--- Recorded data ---
──────────────────────────────
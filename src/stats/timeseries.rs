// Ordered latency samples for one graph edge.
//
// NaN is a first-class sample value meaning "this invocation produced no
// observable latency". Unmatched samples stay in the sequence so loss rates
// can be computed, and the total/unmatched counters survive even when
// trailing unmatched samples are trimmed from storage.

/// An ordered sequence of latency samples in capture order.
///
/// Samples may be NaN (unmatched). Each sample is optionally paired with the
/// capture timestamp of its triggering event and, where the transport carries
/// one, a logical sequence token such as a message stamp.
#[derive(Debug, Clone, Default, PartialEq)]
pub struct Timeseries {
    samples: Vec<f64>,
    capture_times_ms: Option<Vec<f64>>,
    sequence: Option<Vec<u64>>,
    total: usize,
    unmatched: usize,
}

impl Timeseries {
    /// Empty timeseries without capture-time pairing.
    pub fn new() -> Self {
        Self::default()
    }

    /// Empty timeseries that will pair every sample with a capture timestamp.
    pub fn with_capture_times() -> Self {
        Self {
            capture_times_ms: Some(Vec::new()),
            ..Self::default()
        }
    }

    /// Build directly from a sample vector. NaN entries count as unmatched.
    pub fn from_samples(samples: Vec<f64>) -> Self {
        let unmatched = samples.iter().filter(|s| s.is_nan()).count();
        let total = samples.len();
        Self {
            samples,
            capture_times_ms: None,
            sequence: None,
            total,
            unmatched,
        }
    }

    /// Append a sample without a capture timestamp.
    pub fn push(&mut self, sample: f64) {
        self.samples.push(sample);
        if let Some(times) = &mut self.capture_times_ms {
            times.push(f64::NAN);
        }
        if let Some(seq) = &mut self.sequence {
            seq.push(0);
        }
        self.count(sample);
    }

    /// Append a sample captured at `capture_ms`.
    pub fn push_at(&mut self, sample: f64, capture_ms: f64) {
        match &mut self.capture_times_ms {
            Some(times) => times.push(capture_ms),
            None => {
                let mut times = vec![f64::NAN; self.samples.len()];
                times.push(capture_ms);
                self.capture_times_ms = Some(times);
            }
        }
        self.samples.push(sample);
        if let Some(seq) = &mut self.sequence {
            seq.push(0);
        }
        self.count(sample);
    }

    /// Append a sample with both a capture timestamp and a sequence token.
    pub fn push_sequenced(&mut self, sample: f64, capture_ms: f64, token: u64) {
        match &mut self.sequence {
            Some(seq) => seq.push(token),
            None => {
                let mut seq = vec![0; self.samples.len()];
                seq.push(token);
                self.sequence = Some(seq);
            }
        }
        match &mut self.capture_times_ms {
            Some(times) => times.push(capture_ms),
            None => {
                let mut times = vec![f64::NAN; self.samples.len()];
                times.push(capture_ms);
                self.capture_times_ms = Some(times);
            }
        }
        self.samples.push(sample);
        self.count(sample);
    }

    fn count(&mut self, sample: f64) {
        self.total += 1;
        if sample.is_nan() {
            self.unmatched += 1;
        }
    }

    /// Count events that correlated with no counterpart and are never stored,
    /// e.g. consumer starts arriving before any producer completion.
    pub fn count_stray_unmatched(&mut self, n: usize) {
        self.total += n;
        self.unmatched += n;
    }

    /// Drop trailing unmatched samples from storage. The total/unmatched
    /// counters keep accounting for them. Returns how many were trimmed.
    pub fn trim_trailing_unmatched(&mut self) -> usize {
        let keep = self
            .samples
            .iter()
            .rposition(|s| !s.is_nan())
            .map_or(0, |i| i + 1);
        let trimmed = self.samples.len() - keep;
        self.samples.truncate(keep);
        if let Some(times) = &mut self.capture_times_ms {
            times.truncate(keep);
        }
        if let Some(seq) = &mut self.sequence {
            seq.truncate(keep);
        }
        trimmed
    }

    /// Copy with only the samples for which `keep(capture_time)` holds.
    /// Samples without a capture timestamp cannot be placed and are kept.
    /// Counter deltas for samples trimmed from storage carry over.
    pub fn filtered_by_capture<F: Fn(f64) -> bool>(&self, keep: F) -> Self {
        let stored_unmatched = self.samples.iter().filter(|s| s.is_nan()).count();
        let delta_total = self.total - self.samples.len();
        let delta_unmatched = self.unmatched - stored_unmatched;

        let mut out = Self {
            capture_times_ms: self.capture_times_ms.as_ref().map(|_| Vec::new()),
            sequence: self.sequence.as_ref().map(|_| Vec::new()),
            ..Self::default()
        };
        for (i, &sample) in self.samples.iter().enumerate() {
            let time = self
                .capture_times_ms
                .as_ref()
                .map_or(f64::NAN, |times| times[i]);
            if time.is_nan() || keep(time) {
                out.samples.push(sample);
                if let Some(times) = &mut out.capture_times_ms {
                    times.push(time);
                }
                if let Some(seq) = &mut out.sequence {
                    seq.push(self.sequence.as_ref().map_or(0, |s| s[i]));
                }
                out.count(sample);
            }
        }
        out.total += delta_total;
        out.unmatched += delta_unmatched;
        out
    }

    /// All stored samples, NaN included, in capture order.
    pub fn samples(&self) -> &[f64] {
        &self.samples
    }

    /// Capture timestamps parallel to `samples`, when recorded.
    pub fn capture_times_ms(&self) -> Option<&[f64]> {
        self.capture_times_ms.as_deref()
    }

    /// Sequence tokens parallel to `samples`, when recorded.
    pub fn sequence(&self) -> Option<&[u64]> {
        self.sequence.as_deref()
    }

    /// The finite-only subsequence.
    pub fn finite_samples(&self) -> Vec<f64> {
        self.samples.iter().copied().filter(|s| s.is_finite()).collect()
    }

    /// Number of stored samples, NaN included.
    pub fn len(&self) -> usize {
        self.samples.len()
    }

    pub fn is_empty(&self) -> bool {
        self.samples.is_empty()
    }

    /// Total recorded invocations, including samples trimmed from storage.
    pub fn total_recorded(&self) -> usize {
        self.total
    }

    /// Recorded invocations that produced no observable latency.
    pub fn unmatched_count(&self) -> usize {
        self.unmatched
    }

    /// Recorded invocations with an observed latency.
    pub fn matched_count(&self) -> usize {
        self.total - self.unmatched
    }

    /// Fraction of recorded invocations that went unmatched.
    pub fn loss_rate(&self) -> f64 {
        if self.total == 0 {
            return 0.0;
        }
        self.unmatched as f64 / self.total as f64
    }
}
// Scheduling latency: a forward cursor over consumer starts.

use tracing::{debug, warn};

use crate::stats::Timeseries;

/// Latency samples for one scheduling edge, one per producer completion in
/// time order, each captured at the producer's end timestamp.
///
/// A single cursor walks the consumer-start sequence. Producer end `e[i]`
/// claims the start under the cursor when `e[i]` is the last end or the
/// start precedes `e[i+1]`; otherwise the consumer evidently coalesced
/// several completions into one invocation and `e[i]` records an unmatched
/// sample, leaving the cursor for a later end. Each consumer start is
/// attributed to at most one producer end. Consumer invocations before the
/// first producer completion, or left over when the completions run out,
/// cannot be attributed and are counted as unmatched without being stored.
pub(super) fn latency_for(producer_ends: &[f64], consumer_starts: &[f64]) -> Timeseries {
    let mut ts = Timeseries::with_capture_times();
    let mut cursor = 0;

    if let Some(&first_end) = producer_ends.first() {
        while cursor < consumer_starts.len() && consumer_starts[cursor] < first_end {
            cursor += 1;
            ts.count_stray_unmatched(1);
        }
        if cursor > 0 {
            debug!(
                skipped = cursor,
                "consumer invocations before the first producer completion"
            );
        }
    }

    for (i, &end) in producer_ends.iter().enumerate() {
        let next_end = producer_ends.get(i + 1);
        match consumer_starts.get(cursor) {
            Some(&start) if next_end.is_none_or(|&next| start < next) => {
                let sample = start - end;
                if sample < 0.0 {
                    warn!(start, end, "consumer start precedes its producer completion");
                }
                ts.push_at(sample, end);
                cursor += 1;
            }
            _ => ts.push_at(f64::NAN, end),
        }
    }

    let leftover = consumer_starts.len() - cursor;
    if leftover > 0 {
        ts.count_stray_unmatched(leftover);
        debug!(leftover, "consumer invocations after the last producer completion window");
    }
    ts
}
──────────────────────────────
--- WORK TASK ---
Your answer should be the lines above, from the line containing "pub fn trim_trailing_unmatched(&mut" up to and including the line containing "pub fn filtered_by_capture<F: Fn(f64)", reproduced exactly and with nothing else.

--- OUTPUT FOR THIS EXERCISE ---
    pub fn trim_trailing_unmatched(&mut self) -> usize {
        let keep = self
            .samples
            .iter()
            .rposition(|s| !s.is_nan())
            .map_or(0, |i| i + 1);
        let trimmed = self.samples.len() - keep;
        self.samples.truncate(keep);
        if let Some(times) = &mut self.capture_times_ms {
            times.truncate(keep);
        }
        if let Some(seq) = &mut self.sequence {
            seq.truncate(keep);
        }
        trimmed
    }

    /// Copy with only the samples for which `keep(capture_time)` holds.
    /// Samples without a capture timestamp cannot be placed and are kept.
    /// Counter deltas for samples trimmed from storage carry over.
    pub fn filtered_by_capture<F: Fn(f64) -> bool>(&self, keep: F) -> Self {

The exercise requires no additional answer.